D-day was 3 January 1945. H-hour was 0830. From early morning the roads were icy. The temperature shot down till the ground was like steel. Tank treads slipped and slid as if the tanks were drunk. Every time a tank skidded, a column was held up. Sometimes the tanks skidded just far enough to block the road.


3rd Armor, 7 January 1945
Waiting while tank that had slid across the road is cleared

The main objective that day was Devantave, beyond a cluster of woods and a hill. The tanks could not get through the woods and our infantry had to push ahead.


290th Regiment in Woods, January 1945

We got through the woods safely and one company stepped out to cross the hill. Eighty-eights were waiting for them. Eighty-eights and rockets and mortars swept the hill and crashed into the woods. We had to pull back. Light tanks were used to evacuate the wounded; nothing else was possible in the snow.

At 1500, we again tried to take Devantave but again we could not get over the hill. We withdrew for the night.

S/Sgt Willard H. (Bud) FLUCK of the 84th Infantry Division, HQ Company, 333rd Infantry Regiment remembered this:

It took a few days to get re-organized, but on January 3, 1945, the 84th was paired with the 2nd Armored while the 83rd was paired with the 3rd Armored for the start of our-counter-offensive to choke off the tip of the German penetration. Our pincer move was to start at Manhay and end at Houffalize where we were to meet the Third Army coming from the south, only about half our distance.

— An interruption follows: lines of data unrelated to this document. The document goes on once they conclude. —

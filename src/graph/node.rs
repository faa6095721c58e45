use std::fmt;
use std::sync::Arc;

use crate::util::dna;
use crate::variant::Allele;

/// 节点在图 arena 中的下标。创建顺序即拓扑顺序：边只从小 id 指向大 id。
#[derive(Debug, Clone, Copy, PartialEq, Eq, Hash, PartialOrd, Ord)]
pub struct NodeId(pub u32);

impl NodeId {
    #[inline]
    pub fn index(self) -> usize {
        self.0 as usize
    }
}

impl fmt::Display for NodeId {
    fn fmt(&self, f: &mut fmt::Formatter<'_>) -> fmt::Result {
        write!(f, "{}", self.0)
    }
}

#[derive(Debug, Clone, Copy, PartialEq, Eq)]
pub enum NodeKind {
    Reference,
    Alternate,
}

/// 节点承载的等位基因来自哪里。变异下标指向 [`super::VariantGraph::variants`]。
#[derive(Debug, Clone, Copy, PartialEq, Eq)]
pub enum AlleleSlot {
    /// 两个变异之间的参考片段，不属于任何 Variant
    Fragment,
    /// 变异自身的参考等位基因
    Reference(usize),
    /// 变异的第 k 个替代等位基因
    Alternate(usize, usize),
}

impl AlleleSlot {
    pub fn variant(self) -> Option<usize> {
        match self {
            AlleleSlot::Fragment => None,
            AlleleSlot::Reference(v) | AlleleSlot::Alternate(v, _) => Some(v),
        }
    }
}

#[derive(Debug)]
pub struct Node {
    pub(crate) id: NodeId,
    pub(crate) position: u32,
    pub(crate) kind: NodeKind,
    pub(crate) slot: AlleleSlot,
    pub(crate) allele: Arc<Allele>,
    /// 打分字母表编码后的序列
    pub(crate) codes: Vec<u8>,
    pub(crate) prev: Vec<NodeId>,
    pub(crate) next: Vec<NodeId>,
}

impl Node {
    pub(crate) fn new(
        id: NodeId,
        position: u32,
        kind: NodeKind,
        slot: AlleleSlot,
        allele: Arc<Allele>,
    ) -> Self {
        let codes = dna::encode(allele.sequence());
        Self {
            id,
            position,
            kind,
            slot,
            allele,
            codes,
            prev: Vec::new(),
            next: Vec::new(),
        }
    }

    pub fn id(&self) -> NodeId {
        self.id
    }

    pub fn position(&self) -> u32 {
        self.position
    }

    pub fn kind(&self) -> NodeKind {
        self.kind
    }

    pub fn is_reference(&self) -> bool {
        self.kind == NodeKind::Reference
    }

    pub fn slot(&self) -> AlleleSlot {
        self.slot
    }

    pub fn allele(&self) -> &Arc<Allele> {
        &self.allele
    }

    pub fn sequence(&self) -> &[u8] {
        self.allele.sequence()
    }

    pub fn codes(&self) -> &[u8] {
        &self.codes
    }

    pub fn len(&self) -> usize {
        self.codes.len()
    }

    pub fn is_empty(&self) -> bool {
        self.codes.is_empty()
    }

    /// 前驱，按 id 升序
    pub fn prev(&self) -> &[NodeId] {
        &self.prev
    }

    pub fn next(&self) -> &[NodeId] {
        &self.next
    }

    pub fn is_source(&self) -> bool {
        self.prev.is_empty()
    }

    pub fn is_sink(&self) -> bool {
        self.next.is_empty()
    }
}
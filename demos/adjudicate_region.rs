//! 演示如何在 library 模式下对一个区域做等位基因裁决。
//!
//! 运行方式：
//! ```bash
//! cargo run --example adjudicate_region
//! ```

use std::sync::Arc;

use graph_adjudicator::adjudicate::{
    run_region, AdjudicatorConfig, CountTable, PipelineConfig, Read, RunContext, Sample,
};
use graph_adjudicator::align::ScoringParams;
use graph_adjudicator::graph::VariantGraph;
use graph_adjudicator::reference::InMemoryReference;
use graph_adjudicator::region::{Based, Region};
use graph_adjudicator::variant::{Variant, VariantList};

fn main() -> anyhow::Result<()> {
    // 1. 参考序列与区域
    let seq = b"TTGACCGTAGCTGATCGTAGCTAGCTAGCTGATCGTAGCTAGCTAGCTGATC";
    let mut reference = InMemoryReference::new();
    reference.insert("ref1", seq);
    let region = Region::new("ref1", 0, seq.len() as u32, Based::Zero)
        .ok_or_else(|| anyhow::anyhow!("bad region"))?;
    println!("区域: {} ({} bp)", region, region.len());

    // 2. 两个变异：一个 SNP（C>G），一个缺失（CTG>C）
    let variants = VariantList::new(vec![
        Variant::new("ref1", 20, Based::Zero, "C", vec![b"G".to_vec()]).with_id("snp1"),
        Variant::new("ref1", 28, Based::Zero, "CTG", vec![b"C".to_vec()]).with_id("del1"),
    ]);

    // 3. 构图
    let mut cursor = variants.cursor_for(&region);
    let graph = VariantGraph::build(&reference, &mut cursor, &region, ScoringParams::default())?;
    println!("图: {} 个节点, {} 条边", graph.len(), graph.edge_count());
    graph.write_dot(&mut std::io::stdout())?;

    // 4. 构造几条 read：参考、携带 SNP、携带缺失
    let mut with_snp = seq.to_vec();
    with_snp[20] = b'G';
    let mut with_del = seq.to_vec();
    with_del.drain(29..31);
    let sample = Arc::new(Sample::new("demo", "rg1"));
    let reads = vec![
        Read::new("ref", seq[5..45].to_vec(), Arc::clone(&sample)),
        Read::new("snp", with_snp[5..45].to_vec(), Arc::clone(&sample)),
        Read::new("del", with_del[5..43].to_vec(), Arc::clone(&sample)),
    ];

    // 5. 裁决
    let config = PipelineConfig {
        threads: 2,
        buffers: 0,
        adjudicator: AdjudicatorConfig::default(),
    };
    let ctx = RunContext::new(config.adjudicator);
    let summary = run_region(&graph, &reads, &ctx, &config)?;
    println!(
        "reads: {}, 支持等位基因的 reads: {}",
        summary.reads, summary.supporting
    );

    let (_, sink) = ctx.finish();
    sink.drain(&mut std::io::stdout())?;

    // 6. 计数表
    CountTable::from_variants(graph.variants()).write_tsv(&mut std::io::stdout())?;
    Ok(())
}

The following days are confused in my mind, for we seemed always on the move from one short stay here or there to another place with a name.

The next day it snowed and kept on snowing. Roads became almost invisible, and vehicles slid into ditches. Tanks made the hard surfaces slick as ice. In a blinding snowstorm our E and F Companies launched an attack to take and secure the La Roche Road. No tank support. The snow was too deep and the terrain too difficult for them. An F Company patrol secured the vital crossroads where the La Roche Road and the Houffalize Road met. This feat had deprived the enemy of the only two first-rate roads to the east, and has been considered the turning point of the Ardennes operations. The enemy had been taken completely by surprise.

It was near here that a patrol of eight of us were sent to bring in a group of about 35 or 40 German prisoners being held by two GIs. I was the third man, sent along as interpreter. We waded through waist deep snow for some distance and then onto bare ground which had been blown clear. The Lieutenant, in the lead, saw the Germans just inside a grove of pine trees and started into the grassy area.. There was an explosion and I felt a puff-of air on my face. The sergeant two steps ahead of me had stepped on a German Shu mine and lost his foot. I backed out; the lieutenant re-traced his steps and got out. What to do? He ordered two of the biggest men to get the sergeant out. There was another explosion and another foot gone, while the third man had shrapnel up and down his right side. The second man was laughing. He was going back to a nice warm hospital bed. The lieutenant called for a jeep and they were all taken back to the Battalion Aid Station.